▸ **Exercise brief**: Look through the records below for the line with "pub fn open_report(path: &Path)". Return that line and each one after it up to and including the line with "pub use scanner::scan_documents;", exactly.

Dataset entries
┌────────

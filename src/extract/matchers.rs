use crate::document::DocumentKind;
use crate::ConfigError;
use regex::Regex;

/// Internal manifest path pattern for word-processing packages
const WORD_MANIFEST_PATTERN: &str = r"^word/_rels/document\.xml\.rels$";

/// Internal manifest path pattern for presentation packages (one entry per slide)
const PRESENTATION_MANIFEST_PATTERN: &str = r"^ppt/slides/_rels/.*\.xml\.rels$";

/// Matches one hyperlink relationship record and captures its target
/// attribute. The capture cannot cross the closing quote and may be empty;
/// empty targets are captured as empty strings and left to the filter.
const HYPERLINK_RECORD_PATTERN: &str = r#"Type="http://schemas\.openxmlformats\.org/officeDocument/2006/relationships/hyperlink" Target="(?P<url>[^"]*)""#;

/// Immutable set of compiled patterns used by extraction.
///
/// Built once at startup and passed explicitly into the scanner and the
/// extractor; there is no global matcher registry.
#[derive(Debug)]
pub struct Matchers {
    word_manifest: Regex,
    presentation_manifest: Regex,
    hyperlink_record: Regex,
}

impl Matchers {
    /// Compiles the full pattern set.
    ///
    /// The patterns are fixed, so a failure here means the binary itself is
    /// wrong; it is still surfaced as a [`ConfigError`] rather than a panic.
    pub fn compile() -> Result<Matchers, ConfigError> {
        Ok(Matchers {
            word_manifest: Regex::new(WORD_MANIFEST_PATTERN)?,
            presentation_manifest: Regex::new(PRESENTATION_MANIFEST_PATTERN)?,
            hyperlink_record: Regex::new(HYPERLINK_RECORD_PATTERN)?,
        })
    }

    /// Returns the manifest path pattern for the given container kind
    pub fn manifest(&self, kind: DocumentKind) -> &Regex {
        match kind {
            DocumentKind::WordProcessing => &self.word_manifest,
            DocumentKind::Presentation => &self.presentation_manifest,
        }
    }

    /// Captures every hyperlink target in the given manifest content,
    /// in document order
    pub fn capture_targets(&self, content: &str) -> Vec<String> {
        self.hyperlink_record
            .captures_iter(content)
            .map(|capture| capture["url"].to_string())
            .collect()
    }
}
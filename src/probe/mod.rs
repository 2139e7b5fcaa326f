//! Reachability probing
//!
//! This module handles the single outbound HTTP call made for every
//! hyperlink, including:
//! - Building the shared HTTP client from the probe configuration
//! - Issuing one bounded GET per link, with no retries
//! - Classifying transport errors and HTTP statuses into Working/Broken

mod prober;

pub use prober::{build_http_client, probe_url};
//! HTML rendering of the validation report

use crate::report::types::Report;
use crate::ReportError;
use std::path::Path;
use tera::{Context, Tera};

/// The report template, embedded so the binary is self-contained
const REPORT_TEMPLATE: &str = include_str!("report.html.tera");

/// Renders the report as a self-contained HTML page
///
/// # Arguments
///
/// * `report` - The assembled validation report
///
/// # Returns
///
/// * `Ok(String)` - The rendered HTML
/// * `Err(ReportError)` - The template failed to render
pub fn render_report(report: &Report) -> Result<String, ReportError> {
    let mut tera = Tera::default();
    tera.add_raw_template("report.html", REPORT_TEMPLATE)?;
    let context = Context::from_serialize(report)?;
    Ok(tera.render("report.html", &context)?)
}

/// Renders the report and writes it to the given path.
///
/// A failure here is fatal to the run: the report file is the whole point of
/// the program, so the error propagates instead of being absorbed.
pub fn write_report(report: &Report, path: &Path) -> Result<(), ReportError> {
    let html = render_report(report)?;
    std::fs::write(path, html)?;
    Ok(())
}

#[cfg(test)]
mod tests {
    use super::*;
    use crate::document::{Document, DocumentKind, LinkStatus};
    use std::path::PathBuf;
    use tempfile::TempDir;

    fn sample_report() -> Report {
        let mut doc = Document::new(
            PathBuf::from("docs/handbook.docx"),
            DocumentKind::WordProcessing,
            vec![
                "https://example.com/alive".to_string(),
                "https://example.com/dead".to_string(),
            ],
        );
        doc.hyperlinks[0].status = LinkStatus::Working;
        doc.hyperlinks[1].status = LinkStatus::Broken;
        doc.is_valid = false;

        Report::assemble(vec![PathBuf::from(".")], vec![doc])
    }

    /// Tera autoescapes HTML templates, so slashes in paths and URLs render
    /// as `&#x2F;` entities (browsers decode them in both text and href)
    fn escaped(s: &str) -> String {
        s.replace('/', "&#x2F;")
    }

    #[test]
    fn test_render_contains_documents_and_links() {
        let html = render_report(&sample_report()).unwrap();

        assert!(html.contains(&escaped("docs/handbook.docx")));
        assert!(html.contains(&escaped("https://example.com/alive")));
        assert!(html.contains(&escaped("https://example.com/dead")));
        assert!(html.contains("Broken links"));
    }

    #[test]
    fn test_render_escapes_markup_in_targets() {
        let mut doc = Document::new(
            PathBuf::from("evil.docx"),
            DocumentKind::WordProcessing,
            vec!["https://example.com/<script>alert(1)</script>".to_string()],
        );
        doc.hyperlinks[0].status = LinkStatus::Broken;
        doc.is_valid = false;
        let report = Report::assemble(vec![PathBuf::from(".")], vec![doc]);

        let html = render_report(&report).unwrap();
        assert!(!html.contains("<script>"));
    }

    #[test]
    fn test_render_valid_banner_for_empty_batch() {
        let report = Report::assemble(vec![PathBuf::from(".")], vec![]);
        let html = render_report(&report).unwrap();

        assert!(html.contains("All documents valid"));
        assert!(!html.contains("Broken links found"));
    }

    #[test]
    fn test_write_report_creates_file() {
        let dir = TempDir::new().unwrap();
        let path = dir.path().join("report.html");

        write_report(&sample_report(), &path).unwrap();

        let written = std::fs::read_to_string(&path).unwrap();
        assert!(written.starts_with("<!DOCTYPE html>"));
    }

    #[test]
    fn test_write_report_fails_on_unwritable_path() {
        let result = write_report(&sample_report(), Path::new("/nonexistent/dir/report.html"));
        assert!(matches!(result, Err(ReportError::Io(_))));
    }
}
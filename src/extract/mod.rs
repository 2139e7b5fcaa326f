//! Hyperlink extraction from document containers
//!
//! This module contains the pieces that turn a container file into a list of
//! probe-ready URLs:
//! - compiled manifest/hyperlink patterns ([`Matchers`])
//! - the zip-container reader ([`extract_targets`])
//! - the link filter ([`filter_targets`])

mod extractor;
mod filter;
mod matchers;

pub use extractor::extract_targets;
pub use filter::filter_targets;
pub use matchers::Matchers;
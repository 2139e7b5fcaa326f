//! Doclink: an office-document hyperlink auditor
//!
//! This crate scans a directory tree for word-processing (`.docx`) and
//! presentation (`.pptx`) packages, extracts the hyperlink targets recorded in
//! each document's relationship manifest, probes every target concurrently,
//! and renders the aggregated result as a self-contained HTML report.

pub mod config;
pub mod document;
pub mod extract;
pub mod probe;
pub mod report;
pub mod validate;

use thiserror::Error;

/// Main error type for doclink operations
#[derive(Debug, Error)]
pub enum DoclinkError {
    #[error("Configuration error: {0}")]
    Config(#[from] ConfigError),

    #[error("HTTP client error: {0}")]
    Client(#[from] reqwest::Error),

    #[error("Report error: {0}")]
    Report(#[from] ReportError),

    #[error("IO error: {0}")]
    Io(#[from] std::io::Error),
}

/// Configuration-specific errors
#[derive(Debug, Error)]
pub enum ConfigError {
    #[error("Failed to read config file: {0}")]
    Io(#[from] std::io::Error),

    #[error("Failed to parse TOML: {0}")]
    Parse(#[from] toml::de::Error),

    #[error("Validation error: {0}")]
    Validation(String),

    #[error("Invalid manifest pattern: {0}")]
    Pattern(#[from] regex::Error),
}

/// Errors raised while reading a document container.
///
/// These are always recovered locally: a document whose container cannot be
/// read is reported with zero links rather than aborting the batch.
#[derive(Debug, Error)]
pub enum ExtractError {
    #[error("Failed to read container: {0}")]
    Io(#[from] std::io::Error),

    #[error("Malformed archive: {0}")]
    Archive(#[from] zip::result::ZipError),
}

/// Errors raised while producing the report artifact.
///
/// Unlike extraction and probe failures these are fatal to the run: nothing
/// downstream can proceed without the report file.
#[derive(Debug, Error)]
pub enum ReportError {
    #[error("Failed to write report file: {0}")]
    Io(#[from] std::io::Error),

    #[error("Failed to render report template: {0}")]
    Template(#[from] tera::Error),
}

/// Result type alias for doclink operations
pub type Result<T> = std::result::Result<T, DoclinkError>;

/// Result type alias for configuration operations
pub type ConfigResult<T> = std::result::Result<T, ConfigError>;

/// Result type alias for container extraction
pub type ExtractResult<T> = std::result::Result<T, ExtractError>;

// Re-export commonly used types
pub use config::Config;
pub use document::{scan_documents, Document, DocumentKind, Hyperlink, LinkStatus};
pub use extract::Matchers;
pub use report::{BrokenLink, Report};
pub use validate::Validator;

└────────
┌────────

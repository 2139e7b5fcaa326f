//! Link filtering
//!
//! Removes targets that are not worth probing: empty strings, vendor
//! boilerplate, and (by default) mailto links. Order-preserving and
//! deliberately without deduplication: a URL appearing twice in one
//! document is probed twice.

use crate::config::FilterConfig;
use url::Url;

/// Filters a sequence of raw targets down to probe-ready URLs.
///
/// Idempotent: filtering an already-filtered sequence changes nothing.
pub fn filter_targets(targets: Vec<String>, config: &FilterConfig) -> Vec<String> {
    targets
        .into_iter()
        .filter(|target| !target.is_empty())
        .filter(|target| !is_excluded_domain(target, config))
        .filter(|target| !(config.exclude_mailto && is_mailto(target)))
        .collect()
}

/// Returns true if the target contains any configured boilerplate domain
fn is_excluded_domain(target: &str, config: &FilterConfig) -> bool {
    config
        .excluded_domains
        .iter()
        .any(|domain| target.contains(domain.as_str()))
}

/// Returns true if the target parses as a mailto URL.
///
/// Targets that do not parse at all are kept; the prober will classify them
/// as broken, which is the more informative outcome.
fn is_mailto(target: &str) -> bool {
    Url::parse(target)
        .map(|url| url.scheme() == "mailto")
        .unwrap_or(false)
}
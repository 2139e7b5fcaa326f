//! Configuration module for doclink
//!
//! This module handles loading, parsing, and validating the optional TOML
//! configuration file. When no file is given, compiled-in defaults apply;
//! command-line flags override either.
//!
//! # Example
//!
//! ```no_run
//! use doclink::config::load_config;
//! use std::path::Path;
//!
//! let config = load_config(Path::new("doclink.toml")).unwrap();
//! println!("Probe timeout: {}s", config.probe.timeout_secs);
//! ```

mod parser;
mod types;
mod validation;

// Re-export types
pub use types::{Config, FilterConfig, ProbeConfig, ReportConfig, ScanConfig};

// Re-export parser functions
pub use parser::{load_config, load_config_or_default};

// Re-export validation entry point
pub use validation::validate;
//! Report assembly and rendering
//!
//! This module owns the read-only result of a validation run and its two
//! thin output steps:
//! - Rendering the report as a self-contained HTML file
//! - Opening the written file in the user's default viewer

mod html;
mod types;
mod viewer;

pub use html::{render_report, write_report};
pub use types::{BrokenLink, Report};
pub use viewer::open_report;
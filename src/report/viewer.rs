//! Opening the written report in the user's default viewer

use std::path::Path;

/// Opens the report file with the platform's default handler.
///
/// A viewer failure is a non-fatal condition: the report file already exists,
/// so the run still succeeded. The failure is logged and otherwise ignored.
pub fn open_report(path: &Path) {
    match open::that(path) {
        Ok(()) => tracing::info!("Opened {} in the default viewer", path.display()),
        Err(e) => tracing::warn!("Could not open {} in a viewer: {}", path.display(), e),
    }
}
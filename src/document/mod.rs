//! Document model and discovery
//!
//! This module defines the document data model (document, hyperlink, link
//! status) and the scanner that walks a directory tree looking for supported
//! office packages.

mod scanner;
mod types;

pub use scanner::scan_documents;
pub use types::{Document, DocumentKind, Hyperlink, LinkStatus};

└────────

▸ **Result of the exercise**:
pub fn open_report(path: &Path) {
    match open::that(path) {
        Ok(()) => tracing::info!("Opened {} in the default viewer", path.display()),
        Err(e) => tracing::warn!("Could not open {} in a viewer: {}", path.display(), e),
    }
}
filename src/document/mod.rs
//! Document model and discovery
//!
//! This module defines the document data model (document, hyperlink, link
//! status) and the scanner that walks a directory tree looking for supported
//! office packages.

mod scanner;
mod types;

pub use scanner::scan_documents;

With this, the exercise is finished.